We couldn't go home from church on our normal road on Sunday morning because of a fire, but guess what? I hadn't brought the camera to church :roll:
Anyhow, I would be way too shy to go so near to a fire and the working fire men, we kept our distance, even though we did get to see the burning shed from across the fields from the detour we had to take (and COULD have taken an access road more towards the fire, like many HAD taken to look, but I just do not dare to do so). 

Anyhow, even if I had brought the camera to church shock: ), my photos would NEVER have become as good as yours here are. The second is soooo impressive, as is the fifth, seventh and last! Wow! What a series!!!!


----------



## photographiti (Mar 8, 2006)

wow! #3 and the last one...amazing.


----------



## Mohain (Mar 8, 2006)

Cooooool. Serious fire. Love the shots. Great ones of the firemen.

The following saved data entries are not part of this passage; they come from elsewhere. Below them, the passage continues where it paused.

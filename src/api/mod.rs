//! HTTP API module.

pub mod error;
pub mod handlers;

pub use error::ApiError;

use crate::fetch::PageFetcher;

/// Application state shared across all handlers.
#[derive(Debug, Clone)]
pub struct AppState {
    pub fetcher: PageFetcher,
}

impl AppState {
    pub fn new(fetcher: PageFetcher) -> Self {
        Self { fetcher }
    }
}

There's a certain look to all your shots JM and I'd love to know how you do it. It's like you compress the 'levels' range and boost the saturation. Or something. Do tell. Puurleeeeeeeese :scratch:


----------



## 'Daniel' (Mar 8, 2006)

Very good work.  Great report style photography.  Nice variation between shots.  They all feel different.


----------



## Chiller (Mar 8, 2006)

NIcely done Jon.  The third and the last do it for me.  Awesome !!!


----------



## MyCameraEye (Mar 8, 2006)

These pics are HOT.

I was in Easton last sat and will be there again on March 31 when I pick up my boat.

Scott


----------



## D-50 (Mar 8, 2006)

Love the last one, I bet it looks real nice in B&W. What camera are you using?


----------



## ShelleySnapz (Mar 8, 2006)

I cant get over how sharp the last one is...Great series!


----------



## Raymond J Barlow (Mar 8, 2006)

totaly brilliant stuff.. awesome


----------



## Oldfireguy (Mar 8, 2006)

The shots are great.  A couple are better than great.   The two with the white hat are outstanding. 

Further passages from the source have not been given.